By the American standard, this culture is not fair and just for African women.  It is believed that the African society’s treatment to African women is the cause why they are being subjected to sexual slavery, prostitution and exposed to violence.  It is also the reason why African women continue to allow themselves to become subjected to this treatment.  Presently, women are victims of injustice in Africa because the society made them what they are.  These women are victims of injustice also because the society failed to do something that would have helped in improving their situation. 
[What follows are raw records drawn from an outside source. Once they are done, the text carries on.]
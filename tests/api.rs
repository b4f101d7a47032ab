use serde_json::{json, Value};
use std::fs;
use std::path::PathBuf;
use std::sync::atomic::{AtomicUsize, Ordering};
use std::sync::Arc;
use tempfile::TempDir;
use tokio::net::TcpListener;

use hfpipe::cache::{CachedModelBundle, ComponentSource, ModelCacheLoader};
use hfpipe::dispatch::Dispatcher;
use hfpipe::pipelines::{Pipeline, PipelineFactory};
use hfpipe::server::ApiServer;
use hfpipe::tasks::{TaskDescriptor, TaskInput, TaskRegistry};
use hfpipe::{PipelineError, Result};

/// Serves every requested artifact with placeholder content.
struct StubSource {
    staging: TempDir,
    fetches: AtomicUsize,
}

impl ComponentSource for StubSource {
    fn fetch(&self, model_id: &str, filename: &str) -> Result<PathBuf> {
        self.fetches.fetch_add(1, Ordering::SeqCst);
        if !matches!(filename, "config.json" | "model.safetensors" | "tokenizer.json") {
            return Err(PipelineError::execution(format!("404 {}/{}", model_id, filename)));
        }
        let dir = self.staging.path().join(model_id.replace('/', "--"));
        fs::create_dir_all(&dir)?;
        let path = dir.join(filename);
        fs::write(&path, "{}")?;
        Ok(path)
    }
}

/// Canned results shaped like the real pipelines; feature extraction fails.
struct CannedPipeline;

impl Pipeline for CannedPipeline {
    fn run(&mut self, input: TaskInput) -> Result<Value> {
        match input {
            TaskInput::TextClassification(_) => Ok(json!([{ "label": "POSITIVE", "score": 0.99 }])),
            TaskInput::ZeroShotClassification(args) => {
                let n = args.candidate_labels.len();
                Ok(json!({
                    "sequence": args.sequences,
                    "labels": args.candidate_labels,
                    "scores": vec![1.0 / n as f32; n],
                }))
            }
            TaskInput::QuestionAnswering(args) => {
                let end = args.context.find(' ').unwrap_or(args.context.len());
                Ok(json!({ "score": 0.5, "start": 0, "end": end, "answer": &args.context[..end] }))
            }
            TaskInput::FeatureExtraction(_) => Err(PipelineError::execution("model exploded")),
            other => Ok(json!({ "kind": other.kind().to_string() })),
        }
    }
}

struct CannedFactory;

impl PipelineFactory for CannedFactory {
    fn build(&self, _task: &TaskDescriptor, _bundle: &CachedModelBundle) -> Result<Box<dyn Pipeline>> {
        Ok(Box::new(CannedPipeline))
    }
}

struct TestServer {
    base_url: String,
    source: Arc<StubSource>,
    _cache: TempDir,
}

async fn start_server() -> TestServer {
    let cache = TempDir::new().unwrap();
    let source = Arc::new(StubSource { staging: TempDir::new().unwrap(), fetches: AtomicUsize::new(0) });
    let dispatcher = Dispatcher::new(
        Arc::new(TaskRegistry::builtin()),
        ModelCacheLoader::new(cache.path().to_path_buf(), source.clone()),
        Arc::new(CannedFactory),
    );

    let listener = TcpListener::bind("127.0.0.1:0").await.unwrap();
    let addr = listener.local_addr().unwrap();
    let server = ApiServer::new(dispatcher, addr.ip().to_string(), addr.port());
    tokio::spawn(async move {
        let _ = server.serve(listener).await;
    });

    TestServer { base_url: format!("http://{}", addr), source, _cache: cache }
}

async fn run(server: &TestServer, body: Value) -> (u16, Value) {
    let response = reqwest::Client::new()
        .post(format!("{}/run-pipeline/", server.base_url))
        .json(&body)
        .send()
        .await
        .unwrap();
    let status = response.status().as_u16();
    (status, response.json().await.unwrap())
}

#[tokio::test]
async fn test_root_welcomes() {
    let server = start_server().await;
    let body: Value = reqwest::get(&server.base_url).await.unwrap().json().await.unwrap();
    assert_eq!(body["message"], "Welcome to the Hugging Face Pipeline Toolkit!");
}

#[tokio::test]
async fn test_tasks_lists_corrected_parameters() {
    let server = start_server().await;
    let body: Value = reqwest::get(format!("{}/tasks", server.base_url))
        .await
        .unwrap()
        .json()
        .await
        .unwrap();

    let zero_shot = &body["zero-shot-classification"];
    assert_eq!(zero_shot["default_model"], "typeform/distilbert-base-uncased-mnli");
    let params = zero_shot["parameters"].as_array().unwrap();
    assert_eq!(params[0]["name"], "sequences");
    assert_eq!(params[0]["default_value"], "REQUIRED");
    assert_eq!(params[2]["name"], "hypothesis_template");
    assert_eq!(params[2]["default_value"], "This example is {}.");

    assert_eq!(body["token-classification"]["parameters"][0]["name"], "inputs");
    assert!(body.get("task_name").is_none());
}

#[tokio::test]
async fn test_unknown_task_is_404_without_download() {
    let server = start_server().await;
    let (status, body) = run(&server, json!({"task_name": "not-a-task", "inputs": {}})).await;

    assert_eq!(status, 404);
    assert_eq!(body["status"], "error");
    assert_eq!(body["message"], "Task 'not-a-task' not found.");
    assert_eq!(server.source.fetches.load(Ordering::SeqCst), 0);
}

#[tokio::test]
async fn test_text_classification_runs() {
    let server = start_server().await;
    let (status, body) = run(
        &server,
        json!({"task_name": "text-classification", "inputs": {"inputs": "I love this!"}}),
    )
    .await;

    assert_eq!(status, 200);
    assert_eq!(body["task"], "text-classification");
    assert_eq!(body["result"][0]["label"], "POSITIVE");
}

#[tokio::test]
async fn test_zero_shot_runs_with_corrected_name() {
    let server = start_server().await;
    let (status, body) = run(
        &server,
        json!({
            "task_name": "zero-shot-classification",
            "inputs": {"sequences": "The budget passed.", "candidate_labels": ["politics", "sports"]}
        }),
    )
    .await;

    assert_eq!(status, 200);
    let result = &body["result"];
    assert_eq!(result["sequence"], "The budget passed.");
    assert_eq!(
        result["labels"].as_array().unwrap().len(),
        result["scores"].as_array().unwrap().len()
    );
}

#[tokio::test]
async fn test_question_answering_runs() {
    let server = start_server().await;
    let (status, body) = run(
        &server,
        json!({
            "task_name": "question-answering",
            "inputs": {"question": "Who?", "context": "Alice did it."}
        }),
    )
    .await;

    assert_eq!(status, 200);
    assert_eq!(body["task"], "question-answering");
    assert_eq!(body["result"]["answer"], "Alice");
}

#[tokio::test]
async fn test_binding_failure_is_500() {
    let server = start_server().await;
    let (status, body) = run(
        &server,
        json!({"task_name": "zero-shot-classification", "inputs": {"inputs": "x", "candidate_labels": ["a"]}}),
    )
    .await;

    assert_eq!(status, 500);
    assert_eq!(
        body["message"],
        "zero-shot-classification() missing 1 required positional argument: 'sequences'"
    );
}

#[tokio::test]
async fn test_pipeline_failure_is_500_with_message() {
    let server = start_server().await;
    let (status, body) = run(
        &server,
        json!({"task_name": "feature-extraction", "inputs": {"inputs": "hello"}}),
    )
    .await;

    assert_eq!(status, 500);
    assert_eq!(body["status"], "error");
    assert!(body["data"].is_null());
    assert_eq!(body["message"], "model exploded");
}

#[tokio::test]
async fn test_route_without_trailing_slash() {
    let server = start_server().await;
    let response = reqwest::Client::new()
        .post(format!("{}/run-pipeline", server.base_url))
        .json(&json!({"task_name": "fill-mask", "inputs": {"inputs": "a [MASK]"}}))
        .send()
        .await
        .unwrap();
    assert_eq!(response.status().as_u16(), 200);
}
Promoting Sexual Rights in Africa
The realization of the existing problems in Africa has led some groups to spearhead the campaign for promotion of sexual rights in Africa.  Thus, efforts and campaigns are being made nowadays to address the issues of gender inequality.  Some of these groups are the International Conference on Population and Development and Platform for Action from the Fourth World Conference on Women which spearheaded the campaign for increasing the awareness on sexual rights. (Liz Frank 2) 

According to the Platform for Action from the Fourth World Conference on Women, “The human rights of women include their right to have control over and decide freely and responsibly on matters related to their sexuality, free of coercion, discrimination and violence. Equal relationships between women and men in matters of sexual relationships and reproduction, including full respect for the integrity of the person, require mutual respect, consent and shared responsibility for sexual behavior   and its consequences.” (Naume Ziyambi 4)

Moreover, the Women’s Health Project (WHP) has defined sexual rights to include: the right to sexual enjoyment; the right to protection from the risk of diseases; the right to avoid unwanted pregnancies; the right to not to be forced to have sex through the use of violence and threats of force; the right to sexual orientation; and the right to have access to sexual health information and services. (Naume Ziyambi 4)

Foremost among these rights of women in Africa today is their right to live.  It is worth noting that efforts to control the problem of prostitution, HIV/AIDS, and sexual slavery may have been more focused on treatment and prevention of diseases.  These women are now being looked upon as patients whom the world must take pity on.  They are being advised not to engage sex and become pregnant to avoid the possibility that they may transfer the dreaded disease to their offspring.  It is my opinion that the sexual right includes the right to continue living and to feel that they are alive.  These organizations must never forget the fact that while these women may have HIV/AIDS or may have become victims of sexual violence, they still deserve the right to enjoy sexual pleasure and to have children.  The point is that these women should not be deprived of sexual pleasures and to have children.  The advancements in technology have made this possible for everyone.  They deserve the right to live their life.